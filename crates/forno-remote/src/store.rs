//! `RemoteStore`: the seam between this crate and the hosted backend.
//!
//! Implementations are expected to be cheap to call but fallible; every
//! method can return `RemoteError::Unavailable` at any time. Callers in
//! `menu`, `orders`, and `sync` decide per-operation whether a failure is
//! surfaced or degraded into an empty result.

use forno_core::errors::RemoteError;
use forno_core::types::catalog::{Category, MenuItem};
use forno_core::types::order::{
    DeliveryAddress, Order, OrderItem, OrderStatus, OrderStatusEntry, PaymentMethod,
};
use forno_core::types::pizza::DealOption;
use forno_core::types::profile::{UserAddress, UserProfile};
use forno_core::Cents;

/// Everything needed to create an order, minus the server-assigned id,
/// status, and timestamps.
#[derive(Debug, Clone)]
pub struct NewOrder {
    pub order_number: String,
    pub customer_name: String,
    pub customer_email: String,
    pub customer_phone: String,
    pub delivery_address: DeliveryAddress,
    pub order_notes: Option<String>,
    pub payment_method: PaymentMethod,
    pub subtotal: Cents,
    pub tax_amount: Cents,
    pub delivery_fee: Cents,
    pub total_amount: Cents,
    pub items: Vec<OrderItem>,
}

/// Hosted-backend operations. One method per remote query the storefront
/// performs; no batching or pagination, since the catalog is small.
pub trait RemoteStore: Send + Sync {
    // Catalog
    fn categories(&self) -> Result<Vec<Category>, RemoteError>;

    /// Available items, optionally restricted to one category, with their
    /// size rows attached. Sorted by `sort_order`.
    fn menu_items(&self, category_id: Option<&str>) -> Result<Vec<MenuItem>, RemoteError>;

    fn popular_items(&self) -> Result<Vec<MenuItem>, RemoteError>;

    /// Case-insensitive substring match over item names and descriptions.
    fn search_menu_items(&self, query: &str) -> Result<Vec<MenuItem>, RemoteError>;

    fn menu_item_by_id(&self, id: &str) -> Result<MenuItem, RemoteError>;

    fn deals(&self) -> Result<Vec<DealOption>, RemoteError>;

    // Orders
    /// Create the order, its item rows, and the initial status-history
    /// entry as one atomic write: either all three land or none do.
    fn create_order(&self, order: &NewOrder) -> Result<Order, RemoteError>;

    /// Orders placed from the given phone number, newest first.
    fn orders_by_phone(&self, phone: &str) -> Result<Vec<Order>, RemoteError>;

    /// Status-history rows for one order, oldest first.
    fn status_history(&self, order_id: &str) -> Result<Vec<OrderStatusEntry>, RemoteError>;

    /// Append a status transition and update the order's current status.
    fn update_order_status(
        &self,
        order_id: &str,
        status: OrderStatus,
        notes: Option<&str>,
        created_by: &str,
    ) -> Result<(), RemoteError>;

    // Profiles
    fn profile_by_phone(&self, phone: &str) -> Result<Option<UserProfile>, RemoteError>;

    /// Insert-or-update keyed on phone. Returns the stored row, with the
    /// server-assigned id on first insert.
    fn upsert_profile(&self, profile: &UserProfile) -> Result<UserProfile, RemoteError>;

    fn addresses(&self, profile_id: &str) -> Result<Vec<UserAddress>, RemoteError>;

    fn upsert_address(&self, address: &UserAddress) -> Result<UserAddress, RemoteError>;

    fn delete_address(&self, address_id: &str) -> Result<(), RemoteError>;
}
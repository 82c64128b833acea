//! # forno-core
//!
//! Foundation crate for the Forno storefront.
//! Defines the domain types, pricing arithmetic, errors, config, and
//! tracing setup. Every other crate in the workspace depends on this.

pub mod config;
pub mod errors;
pub mod pricing;
pub mod trace;
pub mod types;

// Re-export the most commonly used types at the crate root.
pub use config::PricingConfig;
pub use pricing::Totals;
pub use types::money::Cents;
pub use types::pizza::PizzaCustomization;
//! Pricing arithmetic: pizza customization quotes and cart total derivation.
//!
//! All inputs are integer currency units. The crust multiplier is the only
//! fractional factor, and rounding happens exactly once, at the final
//! multiplication by quantity. This keeps select/deselect round trips exact
//! and makes the price independent of topping insertion order.

use serde::{Deserialize, Serialize};

use crate::config::PricingConfig;
use crate::types::money::Cents;
use crate::types::pizza::PizzaCustomization;

/// Price for `quantity` pizzas of the given customization, rounded once.
///
/// `round((base × crust_modifier + sauce + Σ toppings) × quantity)`
pub fn quote(customization: &PizzaCustomization, quantity: u32) -> Cents {
    let toppings: Cents = customization.toppings.iter().map(|t| t.price).sum();
    let per_unit = customization.size.base_price as f64 * customization.crust.price_modifier
        + (customization.sauce.price + toppings) as f64;
    (per_unit * quantity as f64).round() as Cents
}

/// Price for a single pizza of the given customization.
pub fn unit_price(customization: &PizzaCustomization) -> Cents {
    quote(customization, 1)
}

/// The four derived monetary fields of a cart. Always a pure function of
/// the line-item collection; there is no independent mutable state here.
#[derive(Debug, Clone, Copy, PartialEq, Eq, Default, Serialize, Deserialize)]
pub struct Totals {
    pub subtotal: Cents,
    pub delivery_fee: Cents,
    pub tax: Cents,
    pub total: Cents,
}

impl Totals {
    /// All fields zero, the empty-cart state.
    pub fn zero() -> Self {
        Self::default()
    }

    /// Derive fee, tax, and total from a subtotal.
    ///
    /// Delivery is free only when the subtotal strictly exceeds the
    /// threshold; a subtotal exactly at the threshold still pays the fee.
    pub fn derive(subtotal: Cents, config: &PricingConfig) -> Self {
        let delivery_fee = if subtotal > config.effective_free_delivery_threshold() {
            0
        } else {
            config.effective_delivery_fee()
        };
        let tax = (subtotal as f64 * config.effective_tax_rate()).round() as Cents;
        Self {
            subtotal,
            delivery_fee,
            tax,
            total: subtotal + delivery_fee + tax,
        }
    }
}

> Brief
Go through the data and return each line where the word "struct" appears.

> Answer to the exercise
pub struct NewOrder {
pub struct Totals {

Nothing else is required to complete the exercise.